Below we show the mergesort process. The original list is split into two lists of roughly equal length. This can be done most easily by modifying the references in the original list, scanning it from front to back and building the split lists back to front. After splitting, the two lists are sorted by recursive calls to mergesort. Then the two resulting lists are merged. Merging consists of traversing the two sorted lists from front to back and "building" a new list from front to back at the same time.
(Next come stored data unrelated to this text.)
//! In-process collaborators.
//!
//! [`MemoryCache`] is a [`DistributedCache`] built on a [moka](https://crates.io/crates/moka) cache. Like memcache it
//! is bounded and lossy: items get evicted when capacity runs out and expire when their expiration says so.
//! [`MemoryStore`] is a map-backed [`BackingStore`]. Both are good for single-process deployments and tests.

use async_trait::async_trait;
use moka::future::Cache as MokaCache;
use moka::ops::compute::CompResult;
use moka::ops::compute::Op;
use moka::policy::EvictionPolicy;
use moka::Expiry;
use parking_lot::RwLock;
use std::collections::BTreeMap;
use std::collections::HashMap;
use std::future::ready;
use std::sync::atomic::AtomicI64;
use std::sync::atomic::AtomicU64;
use std::sync::atomic::Ordering;
use std::sync::Arc;
use std::time::Duration;
use std::time::Instant;

use crate::error::CacheError;
use crate::error::StoreError;
use crate::item::CacheItem;
use crate::key::Key;
use crate::property::PropertyList;
use crate::traits::BackingStore;
use crate::traits::DistributedCache;
use crate::traits::ReadResult;
use crate::traits::WriteOutcome;

/// Memcache's item size limit.
pub const MAX_VALUE_SIZE: usize = 1 << 20;

#[derive(Clone, Debug)]
struct StoredItem {
    value:      Arc<Vec<u8>>,
    flags:      u32,
    version:    u64,
    expiration: Option<Duration>,
}

impl StoredItem {
    fn to_item(&self, key: &str) -> CacheItem {
        CacheItem {
            key:        key.to_string(),
            value:      self.value.as_ref().clone(),
            flags:      self.flags,
            version:    self.version,
            expiration: self.expiration,
        }
    }
}

struct ItemExpiry;

impl Expiry<String, StoredItem> for ItemExpiry {
    fn expire_after_create(&self, _key: &String, value: &StoredItem, _created_at: Instant) -> Option<Duration> {
        value.expiration
    }

    // A replacement item brings its own expiration, or none.
    fn expire_after_update(
        &self,
        _key: &String,
        value: &StoredItem,
        _updated_at: Instant,
        _duration_until_expiry: Option<Duration>,
    ) -> Option<Duration> {
        value.expiration
    }
}

pub struct MemoryCache {
    items:        MokaCache<String, StoredItem>,
    next_version: AtomicU64,
}

impl MemoryCache {
    pub fn new(max_capacity: u64) -> Self {
        Self {
            items:        MokaCache::builder()
                .name("consistent-cache")
                .max_capacity(max_capacity)
                .eviction_policy(EvictionPolicy::tiny_lfu())
                .expire_after(ItemExpiry)
                .build(),
            next_version: AtomicU64::new(1),
        }
    }

    fn stored(&self, item: CacheItem) -> StoredItem {
        StoredItem {
            value:      Arc::new(item.value),
            flags:      item.flags,
            version:    self.next_version.fetch_add(1, Ordering::Relaxed),
            expiration: item.expiration,
        }
    }

    pub async fn get(&self, key: &str) -> Option<CacheItem> {
        self.items.get(key).await.map(|stored| stored.to_item(key))
    }

    /// Drops an item, as the cache may do at any time on its own.
    pub async fn evict(&self, key: &str) {
        self.items.invalidate(key).await;
    }

    pub async fn clear(&self) {
        self.items.invalidate_all();
        self.items.run_pending_tasks().await;
    }

    async fn add(&self, item: CacheItem) -> WriteOutcome {
        let key = item.key.clone();
        let stored = self.stored(item);
        let result = self
            .items
            .entry(key)
            .and_compute_with(|entry| ready(if entry.is_some() { Op::Nop } else { Op::Put(stored) }))
            .await;
        match result {
            CompResult::Inserted(_) => WriteOutcome::Stored,
            _ => WriteOutcome::NotStored,
        }
    }

    async fn compare_and_swap(&self, item: CacheItem) -> WriteOutcome {
        let key = item.key.clone();
        let expected = item.version;
        let stored = self.stored(item);
        let result = self
            .items
            .entry(key)
            .and_compute_with(|entry| {
                ready(match entry {
                    Some(entry) if entry.value().version == expected => Op::Put(stored),
                    _ => Op::Nop,
                })
            })
            .await;
        match result {
            CompResult::ReplacedWith(_) => WriteOutcome::Stored,
            _ => WriteOutcome::NotStored,
        }
    }
}

impl Default for MemoryCache {
    fn default() -> Self {
        Self::new(100_000)
    }
}

fn too_large(item: &CacheItem) -> Option<WriteOutcome> {
    (item.value.len() > MAX_VALUE_SIZE).then(|| WriteOutcome::Failed(CacheError::TooLarge(item.key.clone())))
}

#[async_trait]
impl DistributedCache for MemoryCache {
    async fn get_multi(&self, keys: &[String]) -> Result<HashMap<String, CacheItem>, CacheError> {
        let mut found = HashMap::with_capacity(keys.len());
        for key in keys {
            if let Some(stored) = self.items.get(key).await {
                found.insert(key.clone(), stored.to_item(key));
            }
        }
        Ok(found)
    }

    async fn add_multi(&self, items: Vec<CacheItem>) -> Result<Vec<WriteOutcome>, CacheError> {
        let mut outcomes = Vec::with_capacity(items.len());
        for item in items {
            outcomes.push(match too_large(&item) {
                Some(outcome) => outcome,
                None => self.add(item).await,
            });
        }
        Ok(outcomes)
    }

    async fn compare_and_swap_multi(&self, items: Vec<CacheItem>) -> Result<Vec<WriteOutcome>, CacheError> {
        let mut outcomes = Vec::with_capacity(items.len());
        for item in items {
            outcomes.push(match too_large(&item) {
                Some(outcome) => outcome,
                None => self.compare_and_swap(item).await,
            });
        }
        Ok(outcomes)
    }

    async fn set_multi(&self, items: Vec<CacheItem>) -> Result<Vec<WriteOutcome>, CacheError> {
        let mut outcomes = Vec::with_capacity(items.len());
        for item in items {
            if let Some(outcome) = too_large(&item) {
                outcomes.push(outcome);
                continue;
            }
            let key = item.key.clone();
            self.items.insert(key, self.stored(item)).await;
            outcomes.push(WriteOutcome::Stored);
        }
        Ok(outcomes)
    }
}

#[derive(Debug, Default)]
pub struct MemoryStore {
    entities: RwLock<BTreeMap<Key, PropertyList>>,
    last_id:  AtomicI64,
}

impl MemoryStore {
    pub fn new() -> Self {
        Self::default()
    }

    pub fn len(&self) -> usize {
        self.entities.read().len()
    }

    pub fn is_empty(&self) -> bool {
        self.entities.read().is_empty()
    }

    pub fn entity(&self, key: &Key) -> Option<PropertyList> {
        self.entities.read().get(key).cloned()
    }
}

fn addressable(key: &Key) -> Result<(), StoreError> {
    key.validate().map_err(|_| StoreError::InvalidKey(key.to_string()))?;
    if !key.is_complete() {
        return Err(StoreError::InvalidKey(key.to_string()));
    }
    Ok(())
}

#[async_trait]
impl BackingStore for MemoryStore {
    async fn read_multi(&self, keys: &[Key]) -> Result<Vec<ReadResult>, StoreError> {
        let entities = self.entities.read();
        Ok(keys
            .iter()
            .map(|key| addressable(key).map(|()| entities.get(key).cloned()))
            .collect())
    }

    async fn write_multi(
        &self,
        keys: &[Key],
        entities: Vec<PropertyList>,
    ) -> Result<Vec<Result<Key, StoreError>>, StoreError> {
        if keys.len() != entities.len() {
            return Err(StoreError::Backend(format!(
                "{} keys but {} entities",
                keys.len(),
                entities.len()
            )));
        }

        let mut stored = self.entities.write();
        Ok(keys
            .iter()
            .zip(entities)
            .map(|(key, entity)| {
                key.validate().map_err(|_| StoreError::InvalidKey(key.to_string()))?;
                let key = if key.is_complete() {
                    key.clone()
                }
                else {
                    key.complete_with(self.last_id.fetch_add(1, Ordering::Relaxed) + 1)
                };
                stored.insert(key.clone(), entity);
                Ok(key)
            })
            .collect())
    }

    async fn delete_multi(&self, keys: &[Key]) -> Result<Vec<Result<(), StoreError>>, StoreError> {
        let mut stored = self.entities.write();
        Ok(keys
            .iter()
            .map(|key| {
                addressable(key)?;
                stored.remove(key);
                Ok(())
            })
            .collect())
    }
}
Here are some hints and suggestions:

  1. sort will be recursive. Its basis is lists of length 0 or 1.
  2. For the inductive case, sort should, in effect, divide its argument list into two parts. Assume that we are willing to allow the argument to be restructured in the process. It should recursively sort each half resulting from the split, then merge the two halves destructively, in a manner that zero or minimal new list cells are created in the process.
  3. There is a merge sort described in the notes on functional programming. While its analysis is similar to the one for your program, it uses lists of lists and no splitting. You should avoid this technique, since it uses more list cells than are necessary.
  4. It is probably simpler if you don't use any knowledge of the lengths of the two lists in merging.
  5. The program random will generate a specified number of random numbers in a specified range.
    
            random N low high | java -cs mergesort
    

    will generate N random integers in a range low to high and pipe them into your program.

  6. The timer used measures wall-clock time rather than processor time. For large data sets it will not necessarily give the most accurate picture of your run-time, since others are sharing the computer with you. This is ok, but be aware that the time may be a little inflated.